Employment Law 4.0 – Obligation to present certificate of incapacity for work no longer required

04.12.2019

On June 6, 2019 (to the Article), we reported on the certificate of incapacity for work via WhatsApp. We pointed out an option offered to employees by an amendment of the Professional Code of Conduct for Physicians and the lifting of the ban on remote treatment while warning against misuse of the certificate of incapacity for work via WhatsApp. The legislator has now taken direct action in the Bureaucracy Relief Act III to digitize the certificate of incapacity for work or its processing. Regrettably, there are still open questions arising from the law, which was passed by the Federal Council on November 08, 2019.

Accordingly, employers may no longer wait until employees present the analog certificate of incapacity for work. Instead, in accordance with Section 109 Social Code SGB IV, employers should be able to use a portal of the health insurance funds to obtain digital information about the employees’ incapacity for work, which employees must continue to notify in person. Employers may therefore access substantial information of the incapacity for work online (employee name, duration, date of determination). Physicians must provide the relevant data to the health insurance funds.

Section 5 Continuation of Remuneration Act consequently introduces a new paragraph 1a. From January 1, 2022 on, employees who are members of a statutory health insurance fund will no longer have to submit a certificate of incapacity for work to their employers, if this is necessary at all because the incapacity for work lasts longer than three calendar days (Section 5(1) sentence 2 Continuation of Remuneration Act). It will be sufficient for employees to have a certificate of incapacity for work issued by a physician stating the existence of the incapacity for work and its likely duration. Disputes and warnings relating to the issue of whether and by what means employees correctly submitted the certificate of incapacity for work will then be irrelevant. Upon receipt of the notification from the physician, the health insurance fund must draft a notification for employers to retrieve containing information on the name of the employee, the beginning and end of the incapacity for work, the date of issue, and whether it is an initial or follow-up notification.

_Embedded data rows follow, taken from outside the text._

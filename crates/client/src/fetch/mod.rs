//! Outbound HTTP for capture requests.
//!
//! ### Target handling
//! - Normalize user input (default `https`, http/https only)
//! - Render eligibility is a suffix match on the configured root domain
//!
//! ### Requests
//! - Every request carries the desktop UA, an Accept header suited to what
//!   is being fetched, and the configured Accept-Language
//! - Every request gets an explicit per-call timeout from the caller's budget
//! - Bodies are read incrementally and capped at `max_bytes`

pub mod preflight;
pub mod social;
pub mod url;

use bytes::{Bytes, BytesMut};
use reqwest::{Client, StatusCode, Url, header};
use std::time::Duration;

pub use preflight::PreflightOutcome;
pub use social::{SocialImage, fetch_social_image};
pub use url::{UrlError, is_render_eligible, normalize};

use capcache_core::AppConfig;

pub(crate) const ACCEPT_DOCUMENT: &str = "text/html,application/xhtml+xml,application/xml;q=0.9,*/*;q=0.8";
pub(crate) const ACCEPT_HTML: &str = "text/html,application/xhtml+xml;q=0.9,*/*;q=0.1";
pub(crate) const ACCEPT_IMAGE: &str = "image/avif,image/webp,image/*,*/*;q=0.1";

/// Accept header used when re-fetching a stored PNG variant.
pub const ACCEPT_VARIANT: &str = "image/png,*/*;q=0.1";

/// Configuration for the fetch client.
#[derive(Debug, Clone)]
pub struct FetchConfig {
    pub user_agent: String,

    pub accept_language: String,

    /// Maximum response body size in bytes (default: 10MB)
    pub max_bytes: usize,

    /// Maximum number of redirects to follow (default: 5)
    pub max_redirects: usize,
}

impl Default for FetchConfig {
    fn default() -> Self {
        Self::from_app(&AppConfig::default())
    }
}

impl FetchConfig {
    pub fn from_app(config: &AppConfig) -> Self {
        Self {
            user_agent: config.user_agent.clone(),
            accept_language: config.accept_language.clone(),
            max_bytes: config.max_bytes,
            max_redirects: 5,
        }
    }
}

/// Errors from a single outbound fetch.
#[derive(Debug, Clone, thiserror::Error)]
pub enum FetchError {
    #[error("request timed out")]
    Timeout,

    #[error("network error: {0}")]
    Network(String),

    #[error("status {0}")]
    Status(u16),

    #[error("unexpected content-type: {0:?}")]
    UnexpectedContentType(String),

    #[error("{0} bytes exceeds limit")]
    TooLarge(usize),
}

impl From<reqwest::Error> for FetchError {
    fn from(err: reqwest::Error) -> Self {
        if err.is_timeout() { FetchError::Timeout } else { FetchError::Network(err.to_string()) }
    }
}

/// A downloaded image body.
#[derive(Debug, Clone)]
pub struct FetchedImage {
    pub bytes: Bytes,
    pub content_type: String,
}

/// HTTP fetch client shared by the preflight probe, social meta proxy and
/// cached-variant reads.
#[derive(Debug, Clone)]
pub struct FetchClient {
    http: Client,
    config: FetchConfig,
}

impl FetchClient {
    /// Create a new fetch client with the given configuration.
    pub fn new(config: FetchConfig) -> Result<Self, FetchError> {
        let http = Client::builder()
            .user_agent(&config.user_agent)
            .redirect(reqwest::redirect::Policy::limited(config.max_redirects))
            .use_rustls_tls()
            .gzip(true)
            .brotli(true)
            .deflate(true)
            .build()
            .map_err(|e| FetchError::Network(format!("failed to build HTTP client: {e}")))?;

        Ok(Self { http, config })
    }

    /// Wrap an existing reqwest client (tests use this to pin hostnames).
    pub fn with_http(http: Client, config: FetchConfig) -> Self {
        Self { http, config }
    }

    pub fn config(&self) -> &FetchConfig {
        &self.config
    }

    pub(crate) fn request(&self, method: reqwest::Method, url: &Url, accept: &str, budget: Duration) -> reqwest::RequestBuilder {
        self.http
            .request(method, url.clone())
            .header(header::USER_AGENT, &self.config.user_agent)
            .header(header::ACCEPT, accept)
            .header(header::ACCEPT_LANGUAGE, &self.config.accept_language)
            .timeout(budget)
    }

    /// GET an image. Only a 2xx response whose content-type starts with
    /// `image/` is accepted.
    pub async fn fetch_image(&self, url: &Url, accept: &str, budget: Duration) -> Result<FetchedImage, FetchError> {
        tokio::time::timeout(budget, self.get_image(url, accept, budget))
            .await
            .map_err(|_| FetchError::Timeout)?
    }

    async fn get_image(&self, url: &Url, accept: &str, budget: Duration) -> Result<FetchedImage, FetchError> {
        let response = self.request(reqwest::Method::GET, url, accept, budget).send().await?;
        let status = response.status();
        if !status.is_success() {
            return Err(FetchError::Status(status.as_u16()));
        }
        let content_type = content_type_of(&response);
        if !content_type.starts_with("image/") {
            return Err(FetchError::UnexpectedContentType(content_type));
        }
        let bytes = read_capped(response, self.config.max_bytes).await?;
        tracing::debug!(url = %url, bytes = bytes.len(), %content_type, "fetched image");
        Ok(FetchedImage { bytes, content_type })
    }
}

/// Lowercased content-type header, empty when absent.
pub(crate) fn content_type_of(response: &reqwest::Response) -> String {
    response
        .headers()
        .get(header::CONTENT_TYPE)
        .and_then(|v| v.to_str().ok())
        .map(|s| s.trim().to_ascii_lowercase())
        .unwrap_or_default()
}

/// Read a response body, failing once it grows past `max_bytes`.
pub(crate) async fn read_capped(mut response: reqwest::Response, max_bytes: usize) -> Result<Bytes, FetchError> {
    if let Some(len) = response.content_length()
        && len as usize > max_bytes
    {
        return Err(FetchError::TooLarge(len as usize));
    }

    let mut buf = BytesMut::new();
    while let Some(chunk) = response.chunk().await? {
        if buf.len() + chunk.len() > max_bytes {
            return Err(FetchError::TooLarge(buf.len() + chunk.len()));
        }
        buf.extend_from_slice(&chunk);
    }
    Ok(buf.freeze())
}

pub(crate) fn is_ok_status(status: StatusCode) -> bool {
    (200..400).contains(&status.as_u16())
}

It is regrettable, though, that the intended new regulation poses another set of problems:

  • For one, there is an obvious legal error in setting up the procedure. Section 7(1)(1) Continuation of Remuneration Act allows employers to refuse to continue to pay remuneration unless employees submit a certificate of incapacity for work. It must have been overlooked to adapt this provision. Additionally, it is unclear what will happen if physicians fail to transmit the data to the health insurance funds in due time.
  • On the other hand, employers’ monitoring options will be restricted. They can no longer recognize which physician issued the certificate of incapacity for work. This is relevant, for example, in connection with sickness absences that are submitted via WhatsApp as we critically noted in the past (to the Article).
  • It will further be more difficult to check whether a new initial certificate from another physician submitted immediately after the expiry of the 6-week continued payment period really certifies a new illness.
  • When illnesses are overlapping, there is actually a uniform insurance case given, with the claim to continued payment of remuneration ending after 6 weeks. If the health insurance fund determines on the basis of the information on the diagnosis contained in the notifications according to Section 295(1) sentence 1 no. 1 SGB V and additional data that the continued payment of remuneration in the case of illness expires due to prior periods of illness for an employer, it will send the respective employer a report with the information on the relevant prior periods of illness.
  • Employers must therefore even more rely on the assessments of health insurance funds than in the past. The insurance funds, however, are not interested in establishing a uniform insurance case for several illnesses exceeding a total of six weeks, but in presuming new insurance cases at employers' expense.

Simplified bureaucracy through digital processing of the certificate of incapacity for work is therefore offset by the disadvantages of legal uncertainty and the potential for dispute where employers harbor doubts about the incapacity for work or genuine initial illnesses of employees. It is hoped that the legislator is yet to add improvements to take into account the issues that are being criticized.